Record extracts:
++++

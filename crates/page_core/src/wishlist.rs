//! Survey form: checkbox-gated submit, wishlist append, handoff to success.

use std::{collections::BTreeSet, sync::Arc};

use chrono::Utc;
use shared::{
    domain::{Collection, PanelState, Purpose},
    form::FormData,
    records::{WishlistRecord, FIELD_BATTERY, FIELD_EMAIL, FIELD_PURPOSE, FIELD_STORAGE},
};
use storage::PersistenceClient;
use tokio::sync::watch;
use tracing::{debug, warn};

use crate::{
    on_session_end, persist, view::ViewController, FlowPhase, IgnoreReason, SubmitOutcome,
    TransitionError,
};

#[derive(Debug, Clone, Default, PartialEq, Eq)]
pub struct SurveyForm {
    pub storage: Option<String>,
    pub battery: Option<String>,
    pub purposes: BTreeSet<Purpose>,
    pub submit_enabled: bool,
    pub phase: FlowPhase,
    /// Reveal count of the survey session the running submit belongs to.
    submitting_in: Option<u64>,
}

impl SurveyForm {
    /// Fields as the form would submit them; unchecked boxes and unselected groups are absent.
    pub fn form_data(&self, email: &str) -> FormData {
        let mut data = FormData::new().with(FIELD_EMAIL, email);
        if let Some(storage) = &self.storage {
            data.append(FIELD_STORAGE, storage);
        }
        if let Some(battery) = &self.battery {
            data.append(FIELD_BATTERY, battery);
        }
        for purpose in &self.purposes {
            data.append(FIELD_PURPOSE, purpose.label());
        }
        data
    }

    fn release(&mut self, reveals: u64) -> bool {
        if self.submitting_in != Some(reveals) {
            return false;
        }
        self.submitting_in = None;
        self.phase = FlowPhase::Idle;
        true
    }

    fn recompute_gate(&mut self) -> bool {
        let enabled = !self.purposes.is_empty();
        let changed = self.submit_enabled != enabled;
        self.submit_enabled = enabled;
        changed
    }
}

#[derive(Clone)]
pub struct WishlistFlow {
    view: ViewController,
    store: Arc<dyn PersistenceClient>,
    form: Arc<watch::Sender<SurveyForm>>,
}

impl WishlistFlow {
    pub fn new(view: ViewController, store: Arc<dyn PersistenceClient>) -> Self {
        let mut initial = SurveyForm::default();
        initial.recompute_gate();
        let (form, _) = watch::channel(initial);
        Self {
            view,
            store,
            form: Arc::new(form),
        }
    }

    pub fn subscribe(&self) -> watch::Receiver<SurveyForm> {
        self.form.subscribe()
    }

    pub fn form(&self) -> SurveyForm {
        self.form.borrow().clone()
    }

    pub fn submit_enabled(&self) -> bool {
        self.form.borrow().submit_enabled
    }

    /// Checkbox change event; re-evaluates the submit gate.
    pub fn set_purpose(&self, purpose: Purpose, checked: bool) {
        self.form.send_if_modified(|form| {
            let toggled = if checked {
                form.purposes.insert(purpose)
            } else {
                form.purposes.remove(&purpose)
            };
            let gate_changed = form.recompute_gate();
            toggled || gate_changed
        });
    }

    pub fn select_storage(&self, tier: Option<String>) {
        self.form.send_if_modified(|form| {
            let changed = form.storage != tier;
            form.storage = tier;
            changed
        });
    }

    pub fn select_battery(&self, tier: Option<String>) {
        self.form.send_if_modified(|form| {
            let changed = form.battery != tier;
            form.battery = tier;
            changed
        });
    }

    /// The email field is pre-filled on entry but stays editable.
    pub fn on_email_input(&self, value: impl Into<String>) {
        self.view.set_survey_email(value);
    }

    pub async fn submit(&self) -> SubmitOutcome {
        let view = self.view.snapshot();
        let Some(session) = view.session_on(PanelState::WishlistSurvey) else {
            debug!("wishlist: submit ignored, panel not shown");
            return SubmitOutcome::Ignored(IgnoreReason::PanelNotShown);
        };

        let mut ignored = None;
        let mut data = None;
        self.form.send_if_modified(|form| {
            if form.phase == FlowPhase::Submitting {
                ignored = Some(IgnoreReason::AlreadySubmitting);
                return false;
            }
            if !form.submit_enabled {
                ignored = Some(IgnoreReason::NothingSelected);
                return false;
            }
            form.phase = FlowPhase::Submitting;
            form.submitting_in = Some(session.reveals);
            data = Some(form.form_data(&view.survey_email));
            true
        });

        if let Some(reason) = ignored {
            debug!(?reason, "wishlist: submit ignored");
            return SubmitOutcome::Ignored(reason);
        }
        let Some(data) = data else {
            return SubmitOutcome::Ignored(IgnoreReason::PanelNotShown);
        };

        let tracked = Arc::clone(&self.form);
        on_session_end(&self.view, session, move || {
            tracked.send_if_modified(|form| form.release(session.reveals));
        });

        let record = WishlistRecord::from_form(&data, Utc::now());
        let stored = persist(self.store.as_ref(), Collection::Wishlist, &record).await;

        let revealed = match self.view.show_success_from(session, record.email).await {
            Ok(_) => true,
            Err(err @ TransitionError::Stale { .. }) => {
                debug!(error = %err, "wishlist: survey panel left before storage answered");
                false
            }
            Err(err) => {
                warn!(error = %err, "wishlist: success handoff refused");
                false
            }
        };

        self.form.send_if_modified(|form| form.release(session.reveals));
        SubmitOutcome::Submitted { stored, revealed }
    }
}

#[cfg(test)]
#[path = "tests/wishlist_tests.rs"]
mod tests;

++++

Task: Only lines with the string "else" belong in the answer; copy each of them from the listing.

Expected answer:
            } else {
        let Some(session) = view.session_on(PanelState::WishlistSurvey) else {
        let Some(data) = data else {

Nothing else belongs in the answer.